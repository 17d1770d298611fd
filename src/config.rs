//! Configuration types for the transcript parsers.
//!
//! The phrase tables that drive the content filter and the attribution
//! classifier are plain data. Defaults reproduce the exports as WhatsApp
//! writes them in English; callers may replace them (for a localized export,
//! say) but the parser never mutates them.
//!
//! # Parser Configurations
//!
//! - [`BracketedConfig`] - iOS `[DD/MM/YY, H:MM:SS AM]` exports
//! - [`DashedConfig`] - Android `DD/MM/YY, H:MM am - ` exports
//! - [`ParserConfig`] - both, as one serializable unit
//!
//! # Example
//!
//! ```rust
//! use chatstat::config::{BracketedConfig, ParserConfig};
//!
//! let config = ParserConfig::new().with_bracketed(
//!     BracketedConfig::new().with_omission_phrase("document omitted"),
//! );
//! assert!(config.bracketed.omission_phrases.iter().any(|p| p == "document omitted"));
//! ```

#[cfg(feature = "json-output")]
use std::path::Path;

use serde::{Deserialize, Serialize};

use crate::error::{ChatstatError, Result};

/// Attachment placeholders that remove a whole bracketed span.
pub const DEFAULT_OMISSION_PHRASES: &[&str] = &[
    "sticker omitted",
    "image omitted",
    "video omitted",
    "audio omitted",
];

/// Body phrases that mark a bracketed span as a group-level event.
pub const DEFAULT_NOTIFICATION_PHRASES: &[&str] = &[
    "joined using this group's invite link",
    "Messages and calls are end-to-end encrypted.",
];

/// Body text Android writes in place of a dropped attachment.
pub const DEFAULT_MEDIA_PLACEHOLDER: &str = "<Media omitted>";

/// Configuration for iOS (bracketed) export parsing.
///
/// # Example
///
/// ```rust
/// use chatstat::config::BracketedConfig;
///
/// let config = BracketedConfig::new().with_strip_tilde(false);
/// assert!(!config.strip_tilde);
/// ```
#[derive(Debug, Clone, PartialEq, Eq, Serialize, Deserialize)]
#[serde(default)]
pub struct BracketedConfig {
    /// Body prefixes that drop the entire span, timestamp included
    pub omission_phrases: Vec<String>,

    /// Body substrings that reassign the sender to the group sentinel
    pub notification_phrases: Vec<String>,

    /// Remove `~` from bodies (contact-name styling artifact) (default: true)
    pub strip_tilde: bool,
}

impl Default for BracketedConfig {
    fn default() -> Self {
        Self {
            omission_phrases: DEFAULT_OMISSION_PHRASES
                .iter()
                .map(|s| (*s).to_string())
                .collect(),
            notification_phrases: DEFAULT_NOTIFICATION_PHRASES
                .iter()
                .map(|s| (*s).to_string())
                .collect(),
            strip_tilde: true,
        }
    }
}

impl BracketedConfig {
    /// Creates a new configuration with default values.
    pub fn new() -> Self {
        Self::default()
    }

    /// Adds an omission phrase.
    #[must_use]
    pub fn with_omission_phrase(mut self, phrase: impl Into<String>) -> Self {
        self.omission_phrases.push(phrase.into());
        self
    }

    /// Adds a notification phrase.
    #[must_use]
    pub fn with_notification_phrase(mut self, phrase: impl Into<String>) -> Self {
        self.notification_phrases.push(phrase.into());
        self
    }

    /// Sets whether to strip `~` from bodies.
    #[must_use]
    pub fn with_strip_tilde(mut self, strip: bool) -> Self {
        self.strip_tilde = strip;
        self
    }

    /// Returns the omission phrase the body starts with, if any.
    pub(crate) fn omission_match(&self, body: &str) -> Option<&str> {
        self.omission_phrases
            .iter()
            .map(String::as_str)
            .find(|phrase| body.starts_with(phrase))
    }

    /// Returns `true` if the body announces a group-level event.
    pub(crate) fn is_notification(&self, body: &str) -> bool {
        self.notification_phrases
            .iter()
            .any(|phrase| body.contains(phrase.as_str()))
    }
}

/// Configuration for Android (dashed) export parsing.
///
/// # Example
///
/// ```rust
/// use chatstat::config::DashedConfig;
///
/// let config = DashedConfig::new().with_join_continuation_lines(true);
/// assert!(config.join_continuation_lines);
/// ```
#[derive(Debug, Clone, PartialEq, Eq, Serialize, Deserialize)]
#[serde(default)]
pub struct DashedConfig {
    /// Exact body that marks a dropped attachment
    pub media_placeholder: String,

    /// Append non-matching lines to the previous record instead of dropping
    /// them (default: false)
    pub join_continuation_lines: bool,
}

impl Default for DashedConfig {
    fn default() -> Self {
        Self {
            media_placeholder: DEFAULT_MEDIA_PLACEHOLDER.to_string(),
            join_continuation_lines: false,
        }
    }
}

impl DashedConfig {
    /// Creates a new configuration with default values.
    pub fn new() -> Self {
        Self::default()
    }

    /// Sets the media placeholder text.
    #[must_use]
    pub fn with_media_placeholder(mut self, placeholder: impl Into<String>) -> Self {
        self.media_placeholder = placeholder.into();
        self
    }

    /// Enables or disables joining of continuation lines.
    #[must_use]
    pub fn with_join_continuation_lines(mut self, enabled: bool) -> Self {
        self.join_continuation_lines = enabled;
        self
    }
}

/// Configuration for both export formats.
#[derive(Debug, Clone, Default, PartialEq, Eq, Serialize, Deserialize)]
#[serde(default)]
pub struct ParserConfig {
    /// iOS export settings
    pub bracketed: BracketedConfig,

    /// Android export settings
    pub dashed: DashedConfig,
}

impl ParserConfig {
    /// Creates a new configuration with default values.
    pub fn new() -> Self {
        Self::default()
    }

    /// Replaces the iOS settings.
    #[must_use]
    pub fn with_bracketed(mut self, bracketed: BracketedConfig) -> Self {
        self.bracketed = bracketed;
        self
    }

    /// Replaces the Android settings.
    #[must_use]
    pub fn with_dashed(mut self, dashed: DashedConfig) -> Self {
        self.dashed = dashed;
        self
    }

    /// Checks that no phrase is empty.
    ///
    /// An empty omission phrase would match every span and an empty
    /// notification phrase every body.
    pub fn validate(&self) -> Result<()> {
        if self.bracketed.omission_phrases.iter().any(String::is_empty) {
            return Err(ChatstatError::invalid_config(
                "omission_phrases must not contain empty strings",
                None,
            ));
        }
        if self.bracketed.notification_phrases.iter().any(String::is_empty) {
            return Err(ChatstatError::invalid_config(
                "notification_phrases must not contain empty strings",
                None,
            ));
        }
        if self.dashed.media_placeholder.is_empty() {
            return Err(ChatstatError::invalid_config(
                "media_placeholder must not be empty",
                None,
            ));
        }
        Ok(())
    }

    /// Parses and validates a JSON configuration.
    ///
    /// Missing fields fall back to their defaults.
    #[cfg(feature = "json-output")]
    pub fn from_json_str(json: &str) -> Result<Self> {
        let config: ParserConfig = serde_json::from_str(json)
            .map_err(|e| ChatstatError::invalid_config(e.to_string(), None))?;
        config.validate()?;
        Ok(config)
    }

    /// Loads and validates a JSON configuration file.
    #[cfg(feature = "json-output")]
    pub fn from_json_file(path: &Path) -> Result<Self> {
        let content = std::fs::read_to_string(path)?;
        Self::from_json_str(&content).map_err(|err| match err {
            ChatstatError::InvalidConfig { message, .. } => {
                ChatstatError::invalid_config(message, Some(path.to_path_buf()))
            }
            other => other,
        })
    }
}

#[cfg(test)]
mod tests {
    use super::*;

    #[test]
    fn test_bracketed_defaults() {
        let config = BracketedConfig::default();
        assert_eq!(config.omission_phrases.len(), 4);
        assert_eq!(config.notification_phrases.len(), 2);
        assert!(config.strip_tilde);
    }

    #[test]
    fn test_omission_match_is_prefix() {
        let config = BracketedConfig::default();
        assert_eq!(config.omission_match("image omitted"), Some("image omitted"));
        assert_eq!(
            config.omission_match("sticker omitted extra"),
            Some("sticker omitted")
        );
        assert_eq!(config.omission_match("look, image omitted"), None);
    }

    #[test]
    fn test_notification_is_substring() {
        let config = BracketedConfig::default();
        assert!(config.is_notification("Carol joined using this group's invite link"));
        assert!(config.is_notification(
            "Messages and calls are end-to-end encrypted. No one outside of this chat can read them."
        ));
        assert!(!config.is_notification("see you at the link"));
    }

    #[test]
    fn test_dashed_defaults() {
        let config = DashedConfig::default();
        assert_eq!(config.media_placeholder, "<Media omitted>");
        assert!(!config.join_continuation_lines);
    }

    #[test]
    fn test_validate_rejects_empty_phrase() {
        let config =
            ParserConfig::new().with_bracketed(BracketedConfig::new().with_omission_phrase(""));
        let err = config.validate().unwrap_err();
        assert!(err.to_string().contains("omission_phrases"));

        let config =
            ParserConfig::new().with_dashed(DashedConfig::new().with_media_placeholder(""));
        assert!(config.validate().is_err());
    }

    #[test]
    fn test_validate_accepts_defaults() {
        assert!(ParserConfig::default().validate().is_ok());
    }

    #[cfg(feature = "json-output")]
    #[test]
    fn test_from_json_partial() {
        let config =
            ParserConfig::from_json_str(r#"{"dashed": {"join_continuation_lines": true}}"#)
                .unwrap();
        assert!(config.dashed.join_continuation_lines);
        assert_eq!(config.dashed.media_placeholder, DEFAULT_MEDIA_PLACEHOLDER);
        assert_eq!(config.bracketed, BracketedConfig::default());
    }

    #[cfg(feature = "json-output")]
    #[test]
    fn test_from_json_invalid() {
        let err = ParserConfig::from_json_str("{not json").unwrap_err();
        assert!(matches!(err, ChatstatError::InvalidConfig { .. }));
    }

    #[cfg(feature = "json-output")]
    #[test]
    fn test_from_json_file_attaches_path() {
        let dir = tempfile::tempdir().unwrap();
        let path = dir.path().join("config.json");
        std::fs::write(&path, r#"{"dashed": {"media_placeholder": ""}}"#).unwrap();

        let err = ParserConfig::from_json_file(&path).unwrap_err();
        assert!(err.to_string().contains("config.json"));
    }
}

Task goal: Each line above where the word "Replaces" occurs should be copied out.

Reply:
    /// Replaces the iOS settings.
    /// Replaces the Android settings.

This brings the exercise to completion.